_Problem to work on:_ The lines needed are those from the start of the records through the line holding "unknown dispatcher scheme", each copied exactly.

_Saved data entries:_
☆ ☆ ☆

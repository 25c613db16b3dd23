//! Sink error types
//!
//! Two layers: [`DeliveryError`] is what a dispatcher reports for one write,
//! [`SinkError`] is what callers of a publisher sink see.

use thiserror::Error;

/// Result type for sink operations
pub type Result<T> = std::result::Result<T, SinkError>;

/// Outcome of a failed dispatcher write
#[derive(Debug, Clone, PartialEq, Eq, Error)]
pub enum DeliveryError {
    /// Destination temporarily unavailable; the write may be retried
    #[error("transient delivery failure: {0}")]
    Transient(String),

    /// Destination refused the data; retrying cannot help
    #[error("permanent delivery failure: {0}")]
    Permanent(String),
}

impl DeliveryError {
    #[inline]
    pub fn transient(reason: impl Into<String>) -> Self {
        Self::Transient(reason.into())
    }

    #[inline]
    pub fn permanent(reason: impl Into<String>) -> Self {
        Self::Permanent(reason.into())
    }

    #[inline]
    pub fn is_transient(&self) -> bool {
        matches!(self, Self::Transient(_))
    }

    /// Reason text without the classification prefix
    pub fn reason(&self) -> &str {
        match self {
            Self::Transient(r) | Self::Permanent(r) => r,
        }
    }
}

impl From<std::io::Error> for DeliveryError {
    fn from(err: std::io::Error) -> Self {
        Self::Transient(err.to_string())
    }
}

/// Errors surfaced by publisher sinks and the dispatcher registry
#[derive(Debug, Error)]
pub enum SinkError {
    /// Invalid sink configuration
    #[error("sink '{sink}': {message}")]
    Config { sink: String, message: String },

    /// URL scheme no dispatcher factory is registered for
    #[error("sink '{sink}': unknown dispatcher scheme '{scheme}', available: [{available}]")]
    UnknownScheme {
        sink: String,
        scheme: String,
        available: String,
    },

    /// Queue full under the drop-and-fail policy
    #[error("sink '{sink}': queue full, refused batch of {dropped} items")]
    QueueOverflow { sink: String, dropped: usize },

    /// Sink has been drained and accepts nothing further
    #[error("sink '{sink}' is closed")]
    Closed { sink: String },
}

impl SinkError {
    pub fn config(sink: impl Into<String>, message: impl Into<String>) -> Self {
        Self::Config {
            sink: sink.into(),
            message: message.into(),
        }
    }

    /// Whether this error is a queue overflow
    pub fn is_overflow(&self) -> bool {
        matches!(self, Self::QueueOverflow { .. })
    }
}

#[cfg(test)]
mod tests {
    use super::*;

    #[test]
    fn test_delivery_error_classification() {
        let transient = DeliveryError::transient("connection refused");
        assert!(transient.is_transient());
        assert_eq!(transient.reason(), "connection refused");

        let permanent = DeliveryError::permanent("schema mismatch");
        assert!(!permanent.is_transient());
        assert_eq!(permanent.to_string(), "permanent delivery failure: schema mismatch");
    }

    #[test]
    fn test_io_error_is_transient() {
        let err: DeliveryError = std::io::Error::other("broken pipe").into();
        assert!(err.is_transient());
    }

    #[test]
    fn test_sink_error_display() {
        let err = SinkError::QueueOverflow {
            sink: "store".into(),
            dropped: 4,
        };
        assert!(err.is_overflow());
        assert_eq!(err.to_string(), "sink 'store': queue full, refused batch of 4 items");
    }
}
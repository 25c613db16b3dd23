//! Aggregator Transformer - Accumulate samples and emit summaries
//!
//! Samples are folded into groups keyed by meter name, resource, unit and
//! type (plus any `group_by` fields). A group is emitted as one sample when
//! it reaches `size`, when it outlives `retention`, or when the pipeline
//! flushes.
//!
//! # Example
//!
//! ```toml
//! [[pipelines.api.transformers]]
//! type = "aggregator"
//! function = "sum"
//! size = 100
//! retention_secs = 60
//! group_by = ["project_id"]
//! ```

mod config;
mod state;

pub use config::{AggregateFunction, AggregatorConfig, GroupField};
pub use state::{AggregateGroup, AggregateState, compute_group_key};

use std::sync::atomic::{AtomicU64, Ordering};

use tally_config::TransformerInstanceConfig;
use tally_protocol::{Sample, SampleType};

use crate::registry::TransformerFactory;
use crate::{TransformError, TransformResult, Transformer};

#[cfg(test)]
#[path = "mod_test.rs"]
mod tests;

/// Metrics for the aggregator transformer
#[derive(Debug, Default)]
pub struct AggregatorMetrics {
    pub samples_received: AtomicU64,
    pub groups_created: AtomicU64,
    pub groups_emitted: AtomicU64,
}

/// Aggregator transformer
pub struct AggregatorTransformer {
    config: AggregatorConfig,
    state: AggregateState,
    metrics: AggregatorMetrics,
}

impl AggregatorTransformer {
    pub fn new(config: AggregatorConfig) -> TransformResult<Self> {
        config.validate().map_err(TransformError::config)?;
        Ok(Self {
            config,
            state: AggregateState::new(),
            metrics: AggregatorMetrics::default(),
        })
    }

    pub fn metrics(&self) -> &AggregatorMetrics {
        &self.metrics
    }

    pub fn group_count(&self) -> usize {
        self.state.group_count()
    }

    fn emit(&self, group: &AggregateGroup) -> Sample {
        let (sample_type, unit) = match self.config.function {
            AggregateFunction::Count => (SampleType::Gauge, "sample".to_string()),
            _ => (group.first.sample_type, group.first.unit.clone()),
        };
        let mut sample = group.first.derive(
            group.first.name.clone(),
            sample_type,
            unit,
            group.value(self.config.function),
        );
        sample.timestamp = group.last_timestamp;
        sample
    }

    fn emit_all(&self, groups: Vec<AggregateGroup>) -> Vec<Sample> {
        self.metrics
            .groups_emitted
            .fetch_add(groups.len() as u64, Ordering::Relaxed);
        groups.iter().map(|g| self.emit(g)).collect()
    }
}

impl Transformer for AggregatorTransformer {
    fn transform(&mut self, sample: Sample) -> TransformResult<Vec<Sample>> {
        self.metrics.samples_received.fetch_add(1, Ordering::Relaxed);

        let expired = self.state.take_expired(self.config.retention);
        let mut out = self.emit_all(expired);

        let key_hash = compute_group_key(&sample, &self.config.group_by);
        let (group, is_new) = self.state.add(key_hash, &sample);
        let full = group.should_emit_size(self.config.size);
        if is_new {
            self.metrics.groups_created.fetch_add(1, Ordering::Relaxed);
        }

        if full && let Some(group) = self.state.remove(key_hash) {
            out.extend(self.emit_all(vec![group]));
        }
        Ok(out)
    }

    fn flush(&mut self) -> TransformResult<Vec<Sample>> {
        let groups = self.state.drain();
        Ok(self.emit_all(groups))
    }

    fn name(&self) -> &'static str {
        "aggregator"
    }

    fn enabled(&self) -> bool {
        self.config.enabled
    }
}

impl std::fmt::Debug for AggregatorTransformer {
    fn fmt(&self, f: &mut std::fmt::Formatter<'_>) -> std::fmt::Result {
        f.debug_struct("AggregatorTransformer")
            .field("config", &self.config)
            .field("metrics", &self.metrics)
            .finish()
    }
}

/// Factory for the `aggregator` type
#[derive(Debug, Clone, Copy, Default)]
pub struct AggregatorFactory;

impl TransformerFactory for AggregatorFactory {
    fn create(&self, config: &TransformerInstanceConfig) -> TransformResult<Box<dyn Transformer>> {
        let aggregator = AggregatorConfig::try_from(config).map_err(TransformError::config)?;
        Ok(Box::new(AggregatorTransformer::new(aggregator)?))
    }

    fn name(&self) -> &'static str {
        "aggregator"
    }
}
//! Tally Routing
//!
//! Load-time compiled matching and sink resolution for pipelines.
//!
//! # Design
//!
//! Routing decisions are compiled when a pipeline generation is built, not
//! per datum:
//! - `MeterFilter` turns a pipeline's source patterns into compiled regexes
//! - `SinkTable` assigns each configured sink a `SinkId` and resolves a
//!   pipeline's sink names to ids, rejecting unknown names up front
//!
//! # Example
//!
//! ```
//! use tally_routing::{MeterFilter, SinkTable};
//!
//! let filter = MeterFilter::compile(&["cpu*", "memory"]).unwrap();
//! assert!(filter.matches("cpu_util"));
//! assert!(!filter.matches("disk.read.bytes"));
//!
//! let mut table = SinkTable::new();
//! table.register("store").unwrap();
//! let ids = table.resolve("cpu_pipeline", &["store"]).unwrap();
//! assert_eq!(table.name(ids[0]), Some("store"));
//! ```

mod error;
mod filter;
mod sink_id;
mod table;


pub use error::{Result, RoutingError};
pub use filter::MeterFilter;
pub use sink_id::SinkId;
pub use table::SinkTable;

☆ ☆ ☆

_Written answer:_
repository 25c613db16b3dd23
//! Sink error types
//!
//! Two layers: [`DeliveryError`] is what a dispatcher reports for one write,
//! [`SinkError`] is what callers of a publisher sink see.

use thiserror::Error;

/// Result type for sink operations
pub type Result<T> = std::result::Result<T, SinkError>;

/// Outcome of a failed dispatcher write
#[derive(Debug, Clone, PartialEq, Eq, Error)]
pub enum DeliveryError {
    /// Destination temporarily unavailable; the write may be retried
    #[error("transient delivery failure: {0}")]
    Transient(String),

    /// Destination refused the data; retrying cannot help
    #[error("permanent delivery failure: {0}")]
    Permanent(String),
}

impl DeliveryError {
    #[inline]
    pub fn transient(reason: impl Into<String>) -> Self {
        Self::Transient(reason.into())
    }

    #[inline]
    pub fn permanent(reason: impl Into<String>) -> Self {
        Self::Permanent(reason.into())
    }

    #[inline]
    pub fn is_transient(&self) -> bool {
        matches!(self, Self::Transient(_))
    }

    /// Reason text without the classification prefix
    pub fn reason(&self) -> &str {
        match self {
            Self::Transient(r) | Self::Permanent(r) => r,
        }
    }
}

impl From<std::io::Error> for DeliveryError {
    fn from(err: std::io::Error) -> Self {
        Self::Transient(err.to_string())
    }
}

/// Errors surfaced by publisher sinks and the dispatcher registry
#[derive(Debug, Error)]
pub enum SinkError {
    /// Invalid sink configuration
    #[error("sink '{sink}': {message}")]
    Config { sink: String, message: String },

    /// URL scheme no dispatcher factory is registered for
    #[error("sink '{sink}': unknown dispatcher scheme '{scheme}', available: [{available}]")]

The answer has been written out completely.